**Collected data entries**

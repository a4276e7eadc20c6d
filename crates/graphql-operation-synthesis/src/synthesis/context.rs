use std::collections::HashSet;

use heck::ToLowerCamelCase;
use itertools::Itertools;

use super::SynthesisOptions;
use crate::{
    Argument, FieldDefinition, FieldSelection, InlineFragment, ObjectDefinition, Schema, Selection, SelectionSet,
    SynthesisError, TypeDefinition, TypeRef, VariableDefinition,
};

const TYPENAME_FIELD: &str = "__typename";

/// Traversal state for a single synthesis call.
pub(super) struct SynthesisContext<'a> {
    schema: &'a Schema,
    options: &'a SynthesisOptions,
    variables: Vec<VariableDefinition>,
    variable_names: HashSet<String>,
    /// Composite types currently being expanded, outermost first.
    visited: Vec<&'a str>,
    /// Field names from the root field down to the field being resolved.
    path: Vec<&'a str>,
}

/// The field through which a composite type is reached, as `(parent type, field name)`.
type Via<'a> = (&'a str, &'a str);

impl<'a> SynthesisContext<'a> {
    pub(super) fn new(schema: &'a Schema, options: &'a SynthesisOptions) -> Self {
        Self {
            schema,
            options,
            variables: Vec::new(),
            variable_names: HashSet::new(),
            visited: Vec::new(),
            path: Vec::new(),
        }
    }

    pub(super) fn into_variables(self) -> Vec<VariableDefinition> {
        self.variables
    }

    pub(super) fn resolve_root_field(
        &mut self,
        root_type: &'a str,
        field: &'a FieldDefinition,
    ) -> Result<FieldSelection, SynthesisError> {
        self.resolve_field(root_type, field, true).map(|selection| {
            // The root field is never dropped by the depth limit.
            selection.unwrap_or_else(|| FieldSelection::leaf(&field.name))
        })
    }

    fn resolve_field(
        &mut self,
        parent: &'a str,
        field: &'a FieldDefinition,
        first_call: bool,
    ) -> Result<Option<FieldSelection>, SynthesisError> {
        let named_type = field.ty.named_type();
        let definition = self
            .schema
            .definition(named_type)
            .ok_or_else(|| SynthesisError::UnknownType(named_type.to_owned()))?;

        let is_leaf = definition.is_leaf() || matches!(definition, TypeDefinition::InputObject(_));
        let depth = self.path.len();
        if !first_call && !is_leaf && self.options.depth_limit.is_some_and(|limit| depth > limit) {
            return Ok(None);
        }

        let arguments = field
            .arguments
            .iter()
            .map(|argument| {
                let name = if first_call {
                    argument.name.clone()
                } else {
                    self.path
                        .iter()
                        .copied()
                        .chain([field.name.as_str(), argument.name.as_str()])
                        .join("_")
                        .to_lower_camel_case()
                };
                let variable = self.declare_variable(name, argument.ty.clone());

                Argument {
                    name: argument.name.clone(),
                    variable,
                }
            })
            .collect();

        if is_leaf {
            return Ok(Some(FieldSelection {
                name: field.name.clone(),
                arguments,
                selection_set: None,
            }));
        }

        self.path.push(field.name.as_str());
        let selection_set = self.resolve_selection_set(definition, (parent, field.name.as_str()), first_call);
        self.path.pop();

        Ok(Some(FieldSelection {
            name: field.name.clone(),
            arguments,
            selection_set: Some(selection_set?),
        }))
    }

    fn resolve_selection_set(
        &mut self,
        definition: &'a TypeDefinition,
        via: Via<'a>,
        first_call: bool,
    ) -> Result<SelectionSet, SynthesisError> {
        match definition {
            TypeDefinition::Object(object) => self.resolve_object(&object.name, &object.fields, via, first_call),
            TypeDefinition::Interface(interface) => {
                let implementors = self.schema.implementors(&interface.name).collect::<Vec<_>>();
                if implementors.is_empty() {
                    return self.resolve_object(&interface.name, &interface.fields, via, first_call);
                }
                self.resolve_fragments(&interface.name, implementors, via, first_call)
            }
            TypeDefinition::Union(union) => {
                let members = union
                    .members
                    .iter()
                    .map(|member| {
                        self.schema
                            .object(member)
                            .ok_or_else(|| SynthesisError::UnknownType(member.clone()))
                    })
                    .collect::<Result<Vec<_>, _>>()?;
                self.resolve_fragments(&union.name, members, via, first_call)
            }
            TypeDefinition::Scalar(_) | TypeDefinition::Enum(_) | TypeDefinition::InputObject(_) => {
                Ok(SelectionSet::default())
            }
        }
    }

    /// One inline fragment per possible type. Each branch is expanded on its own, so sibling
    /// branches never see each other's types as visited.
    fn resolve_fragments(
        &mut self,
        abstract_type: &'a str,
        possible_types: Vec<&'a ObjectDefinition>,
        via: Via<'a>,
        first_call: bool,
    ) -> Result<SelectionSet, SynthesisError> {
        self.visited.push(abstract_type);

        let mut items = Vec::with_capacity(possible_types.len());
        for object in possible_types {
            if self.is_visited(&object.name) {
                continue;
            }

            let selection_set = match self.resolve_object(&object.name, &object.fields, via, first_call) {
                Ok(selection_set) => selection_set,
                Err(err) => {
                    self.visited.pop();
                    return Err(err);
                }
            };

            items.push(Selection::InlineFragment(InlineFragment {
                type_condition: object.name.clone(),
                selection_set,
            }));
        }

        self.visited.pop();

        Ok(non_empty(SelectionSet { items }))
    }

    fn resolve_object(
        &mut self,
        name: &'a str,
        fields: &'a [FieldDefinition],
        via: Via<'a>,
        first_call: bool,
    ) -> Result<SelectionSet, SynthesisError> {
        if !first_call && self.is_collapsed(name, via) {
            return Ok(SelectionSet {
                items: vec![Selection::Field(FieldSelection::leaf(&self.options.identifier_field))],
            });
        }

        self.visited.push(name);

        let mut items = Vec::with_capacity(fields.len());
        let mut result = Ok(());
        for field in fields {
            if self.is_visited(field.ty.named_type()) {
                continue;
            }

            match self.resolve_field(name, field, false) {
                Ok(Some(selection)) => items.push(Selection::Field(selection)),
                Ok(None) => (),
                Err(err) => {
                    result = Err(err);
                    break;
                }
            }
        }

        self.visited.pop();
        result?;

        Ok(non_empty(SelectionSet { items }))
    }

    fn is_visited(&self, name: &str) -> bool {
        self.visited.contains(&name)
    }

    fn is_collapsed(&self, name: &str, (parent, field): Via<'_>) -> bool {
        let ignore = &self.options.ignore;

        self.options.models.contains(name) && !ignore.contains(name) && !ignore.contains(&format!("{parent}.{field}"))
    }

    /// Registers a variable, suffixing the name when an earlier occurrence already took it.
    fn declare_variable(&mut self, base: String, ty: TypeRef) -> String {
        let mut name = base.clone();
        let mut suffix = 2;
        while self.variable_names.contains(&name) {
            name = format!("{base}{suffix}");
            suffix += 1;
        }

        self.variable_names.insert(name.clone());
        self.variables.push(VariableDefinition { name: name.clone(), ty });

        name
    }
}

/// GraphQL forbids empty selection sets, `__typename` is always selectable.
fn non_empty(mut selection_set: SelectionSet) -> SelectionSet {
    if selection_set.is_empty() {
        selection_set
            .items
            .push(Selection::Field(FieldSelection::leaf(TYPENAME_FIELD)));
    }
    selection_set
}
--
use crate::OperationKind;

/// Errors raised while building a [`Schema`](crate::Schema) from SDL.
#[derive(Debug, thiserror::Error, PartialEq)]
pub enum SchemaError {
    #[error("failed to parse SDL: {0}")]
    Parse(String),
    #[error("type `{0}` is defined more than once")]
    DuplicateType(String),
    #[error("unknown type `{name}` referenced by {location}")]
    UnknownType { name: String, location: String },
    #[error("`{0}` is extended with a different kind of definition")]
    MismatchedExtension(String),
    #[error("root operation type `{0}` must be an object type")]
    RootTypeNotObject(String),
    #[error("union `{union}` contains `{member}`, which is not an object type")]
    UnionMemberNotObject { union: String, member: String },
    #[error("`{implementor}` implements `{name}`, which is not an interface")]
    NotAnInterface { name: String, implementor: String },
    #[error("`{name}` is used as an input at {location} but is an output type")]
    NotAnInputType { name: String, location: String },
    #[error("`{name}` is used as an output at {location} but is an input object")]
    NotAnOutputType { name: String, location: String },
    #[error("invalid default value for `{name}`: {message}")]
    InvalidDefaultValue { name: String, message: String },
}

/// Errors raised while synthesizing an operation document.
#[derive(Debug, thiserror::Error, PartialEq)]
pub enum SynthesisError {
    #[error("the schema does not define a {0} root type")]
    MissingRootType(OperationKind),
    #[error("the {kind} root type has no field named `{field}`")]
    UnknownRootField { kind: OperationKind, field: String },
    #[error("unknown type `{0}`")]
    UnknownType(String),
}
---
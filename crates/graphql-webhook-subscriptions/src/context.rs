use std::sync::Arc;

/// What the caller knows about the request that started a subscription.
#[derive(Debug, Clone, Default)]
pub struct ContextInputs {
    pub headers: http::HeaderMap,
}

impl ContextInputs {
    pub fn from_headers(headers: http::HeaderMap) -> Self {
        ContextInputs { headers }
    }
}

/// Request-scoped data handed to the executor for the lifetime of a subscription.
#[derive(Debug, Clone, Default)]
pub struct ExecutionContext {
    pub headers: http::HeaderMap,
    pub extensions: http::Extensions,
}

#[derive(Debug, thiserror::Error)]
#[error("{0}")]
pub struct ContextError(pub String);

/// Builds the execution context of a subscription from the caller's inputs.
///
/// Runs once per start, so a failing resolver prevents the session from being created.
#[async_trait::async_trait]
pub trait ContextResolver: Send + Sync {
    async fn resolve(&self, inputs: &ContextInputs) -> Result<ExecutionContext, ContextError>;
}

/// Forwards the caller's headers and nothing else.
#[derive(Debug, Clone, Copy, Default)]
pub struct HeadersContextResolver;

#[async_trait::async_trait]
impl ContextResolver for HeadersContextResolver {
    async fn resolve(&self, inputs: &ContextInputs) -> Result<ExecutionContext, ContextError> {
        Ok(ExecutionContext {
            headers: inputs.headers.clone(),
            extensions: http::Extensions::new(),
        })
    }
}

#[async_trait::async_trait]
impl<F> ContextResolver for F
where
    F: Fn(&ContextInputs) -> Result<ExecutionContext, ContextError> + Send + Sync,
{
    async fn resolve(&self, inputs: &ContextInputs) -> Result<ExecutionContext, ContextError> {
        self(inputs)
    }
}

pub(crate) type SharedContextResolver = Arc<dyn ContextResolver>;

**Task to carry out**
Reproduce exactly the entries above, limited to the lines from the one with "repository a4276e7eadc20c6d" through the one with "The field through", both included.

**Expected answer**
repository a4276e7eadc20c6d
filename crates/graphql-operation-synthesis/src/synthesis/context.rs
use std::collections::HashSet;

use heck::ToLowerCamelCase;
use itertools::Itertools;

use super::SynthesisOptions;
use crate::{
    Argument, FieldDefinition, FieldSelection, InlineFragment, ObjectDefinition, Schema, Selection, SelectionSet,
    SynthesisError, TypeDefinition, TypeRef, VariableDefinition,
};

const TYPENAME_FIELD: &str = "__typename";

/// Traversal state for a single synthesis call.
pub(super) struct SynthesisContext<'a> {
    schema: &'a Schema,
    options: &'a SynthesisOptions,
    variables: Vec<VariableDefinition>,
    variable_names: HashSet<String>,
    /// Composite types currently being expanded, outermost first.
    visited: Vec<&'a str>,
    /// Field names from the root field down to the field being resolved.
    path: Vec<&'a str>,
}

/// The field through which a composite type is reached, as `(parent type, field name)`.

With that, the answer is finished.